Section: Software
Sanskrit Site
Participant : Gérard Huet [ correspondent ] .
Gérard Huet's Sanskrit Site (http://sanskrit.inria.fr ) provides a unique range of interactive resources concerning Sanskrit philology [40] , [39] . These resources are built upon, among other ingredients, the Zen Toolkit (see section 5.1 ). The site registers thousands of visitors daily.
-
The declension engine gives the declension tables for Sanskrit substantives.
-
The conjugation engine conjugates verbs for the various tenses and modes.
-
The lemmatizer tags inflected words.
-
A dictionary lists inflected forms of Sanskrit words. Full lists of inflected forms, in XML format (given with a specific DTD), are released as free linguistic resources available for research purposes. This database, developed in collaboration with Pr. Peter Scharf, from the Classics Department at Brown University, has been used for research experiments by the team of Pr. Stuart Shieber, at Harvard University.
-
The Sanskrit Reader segments simple sentences, where the (optional) finite verb form occurs in final position. This reader enhances the hand-tagged Sanskrit reader developed by Peter Scharf, that allows students to read simple texts differently: firstly in davanagari writing, then word-to-word, then in a word-to-word translation, then in a sentence-to-sentence translation.
-
The Sanskrit Parser eliminates many irrelevant pseudo-solutions (segmentations) listed by the Sanskrit reader.
-
The Sanskrit Semantic Analyzer , based on the notion of kāraka of Pāṇini, controls overgeneration using a pertinence principle [41] .
-
The Sanskrit Tagger is an assistant for the tagging of a Sanskrit corpus. Given a sentence, the user chooses among different possible interpretations listed by the morpho-syntactic tools and may save the corresponding unambiguously tagged sentence on disk as an hypertext document indexing in the Sanskrit Heritage Dictionary (our structured lexical database). This service has no equivalent worldwide.
-
The morphological data for Sanskrit have been released by Gérard Huet under LGPLLR (http://sanskrit.inria.fr/DATA/XML/ ).

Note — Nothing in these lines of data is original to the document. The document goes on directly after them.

impl FromStr for VisionKind {
    type Err = String;

    fn from_str(s: &str) -> std::result::Result<Self, String> {
        match s {
            "stereo" => Ok(Self::Stereo),
            "cam0" => Ok(Self::Cam0),
            "cam1" => Ok(Self::Cam1),
            other => Err(format!("unknown camera setup '{other}'")),
        }
    }
}

// ---------------------------------------------------------------------------
// data.jsonl records
// ---------------------------------------------------------------------------
#[derive(Debug, Clone, Copy, PartialEq, Serialize)]
#[serde(rename_all = "camelCase")]
pub struct CameraParameters {
    pub focal_length_x: f64,
    pub focal_length_y: f64,
    pub principal_point_x: f64,
    pub principal_point_y: f64,
}

#[derive(Debug, Clone, PartialEq, Serialize)]
#[serde(rename_all = "camelCase")]
pub struct Frame {
    pub camera_ind: u8,
    pub camera_parameters: CameraParameters,
    pub time: f64,
    /// Only set for monocular frames.
    #[serde(skip_serializing_if = "Option::is_none")]
    pub number: Option<usize>,
}

#[derive(Debug, Clone, PartialEq, Serialize)]
pub struct GroundTruth {
    pub position: Position,
    pub orientation: Orientation,
}

#[derive(Debug, Clone, Copy, PartialEq, Eq, Serialize)]
#[serde(rename_all = "lowercase")]
pub enum SensorType {
    Gyroscope,
    Accelerometer,
}

#[derive(Debug, Clone, PartialEq, Serialize)]
pub struct SensorData {
    #[serde(rename = "type")]
    pub kind: SensorType,
    pub values: [f64; 3],
}

/// One line of `data.jsonl`. Exactly one of `frames`, `ground_truth` and
/// `sensor` is set.
#[derive(Debug, Clone, PartialEq, Serialize)]
#[serde(rename_all = "camelCase")]
pub struct DatasetEntry {
    pub time: f64,
    #[serde(skip_serializing_if = "Option::is_none")]
    pub number: Option<usize>,
    #[serde(skip_serializing_if = "Option::is_none")]
    pub frames: Option<Vec<Frame>>,
    #[serde(skip_serializing_if = "Option::is_none")]
    pub ground_truth: Option<GroundTruth>,
    #[serde(skip_serializing_if = "Option::is_none")]
    pub sensor: Option<SensorData>,
}

impl DatasetEntry {
    fn at(time: f64) -> Self {
        Self {
            time,
            number: None,
            frames: None,
            ground_truth: None,
            sensor: None,
        }
    }
}

// ---------------------------------------------------------------------------
// sensor.yaml
// ---------------------------------------------------------------------------
#[derive(Debug, Deserialize)]
struct MatrixData {
    data: Vec<f64>,
}

#[derive(Debug, Deserialize)]
struct RawCameraSensor {
    intrinsics: Vec<f64>,
    distortion_coefficients: Vec<f64>,
    #[serde(rename = "T_BS")]
    t_bs: MatrixData,
}

/// Calibration of one camera from its `sensor.yaml`.
#[derive(Debug, Clone, PartialEq)]
pub struct CameraSensor {
    /// fx, fy, cx, cy
    pub intrinsics: [f64; 4],
    pub distortion: [f64; 3],
    /// Body-to-sensor transform, row-major.
    pub t_bs: Matrix4<f64>,
}

impl CameraSensor {
    pub fn load(path: &Path) -> Result<Self> {
        let text = fs::read_to_string(path).map_err(|e| EvalError::io(path, e))?;
        let raw: RawCameraSensor =
            serde_yaml::from_str(crate::config::strip_yaml_directive(&text))?;
        let invalid = |reason: String| EvalError::InvalidCalibration {
            path: path.to_path_buf(),
            reason,
        };

        if raw.intrinsics.len() < 4 {
            return Err(invalid(format!("{} intrinsics, expected 4", raw.intrinsics.len())));
        }
        if raw.distortion_coefficients.len() < 3 {
            return Err(invalid(format!(
                "{} distortion coefficients, expected at least 3",
                raw.distortion_coefficients.len()
            )));
        }
        if raw.t_bs.data.len() != 16 {
            return Err(invalid(format!("T_BS has {} entries, expected 16", raw.t_bs.data.len())));
        }

        let i = &raw.intrinsics;
        let d = &raw.distortion_coefficients;
        Ok(Self {
            intrinsics: [i[0], i[1], i[2], i[3]],
            distortion: [d[0], d[1], d[2]],
            t_bs: Matrix4::from_row_slice(&raw.t_bs.data),
        })
    }

    pub fn camera_parameters(&self) -> CameraParameters {
        CameraParameters {
            focal_length_x: self.intrinsics[0],
            focal_length_y: self.intrinsics[1],
            principal_point_x: self.intrinsics[2],
            principal_point_y: self.intrinsics[3],
        }
    }

    /// Inverse of `T_BS` (sensor to IMU), column-major and comma separated.
    pub fn imu_to_camera(&self) -> Option<String> {
        let inverse = self.t_bs.try_inverse()?;
        Some(join(inverse.as_slice()))
    }
}

fn join(values: &[f64]) -> String {
    values
        .iter()
        .map(|v| format!("{v:?}"))
        .collect::<Vec<_>>()
        .join(",")
}

// ---------------------------------------------------------------------------
// Converter
// ---------------------------------------------------------------------------
pub struct BenchmarkConverter {
    pub name: String,
    /// Folder holding `mav0/`.
    pub raw_dir: PathBuf,
    pub output_dir: PathBuf,
    /// Run ffmpeg. Off only where the videos are not needed.
    pub encode_video: bool,
}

The precise lexer used by the shallow parser is specified as a modular transducer whose top-level states are the lexical categories corresponding to the flexed forms banks, and whose arcs correspond to (the inversion of) euphony (sandhi ) rules.
An on-going project is the construction of a tree bank of Sanskrit examples, in collaboration with Pr. Brendan Gillon, from McGill University in Montreal.